[ACTIVITY] State how many lines in these records contain the word "CallError", and nothing else.
INPUT DATA Block Start
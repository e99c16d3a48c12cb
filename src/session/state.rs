use crate::error::CallError;
use parking_lot::Mutex;
use serde::{Deserialize, Serialize};
use std::sync::Arc;

/// Lifecycle of the single tracked call.
///
/// `Ended` is only ever published as a transition target; the stored state
/// settles back to `Idle` in the same step.
#[derive(Clone, Copy, Debug, Default, Eq, PartialEq, Serialize, Deserialize)]
#[serde(rename_all = "snake_case")]
pub enum CallState {
    #[default]
    Idle,
    Dialing,
    Ringing,
    Active,
    Ended,
}

impl std::fmt::Display for CallState {
    fn fmt(&self, f: &mut std::fmt::Formatter<'_>) -> std::fmt::Result {
        let name = match self {
            CallState::Idle => "idle",
            CallState::Dialing => "dialing",
            CallState::Ringing => "ringing",
            CallState::Active => "active",
            CallState::Ended => "ended",
        };
        f.write_str(name)
    }
}

#[derive(Clone, Copy, Debug, Eq, PartialEq, Serialize, Deserialize)]
#[serde(rename_all = "snake_case")]
pub enum Direction {
    Outbound,
    Inbound,
}

#[derive(Clone, Copy, Debug, Default, Eq, PartialEq, Serialize, Deserialize)]
#[serde(rename_all = "snake_case")]
pub enum ConnectionStatus {
    #[default]
    Disconnected,
    Connecting,
    Connected,
}

#[derive(Clone, Debug, Default, Eq, PartialEq, Serialize, Deserialize)]
#[serde(rename_all = "snake_case", tag = "presence")]
pub enum Presence {
    #[default]
    Offline,
    Online { queues: Vec<String> },
}

/// Point-in-time view of the call for observers.
#[derive(Clone, Debug, PartialEq, Serialize)]
pub struct CallSnapshot {
    pub state: CallState,
    pub session_id: Option<String>,
    pub remote: Option<String>,
    pub direction: Option<Direction>,
    pub muted: bool,
    pub elapsed_secs: u64,
    pub formatted_duration: String,
}

/// Last recorded non-fatal error, shared by the connection and the machine.
#[derive(Clone, Default)]
pub struct ErrorSlot(Arc<Mutex<Option<CallError>>>);

impl ErrorSlot {
    pub fn set(&self, error: CallError) {
        *self.0.lock() = Some(error);
    }

    pub fn get(&self) -> Option<CallError> {
        self.0.lock().clone()
    }

    pub fn clear(&self) {
        self.0.lock().take();
    }
}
INPUT DATA Block End
[WRITTEN REPLY] 4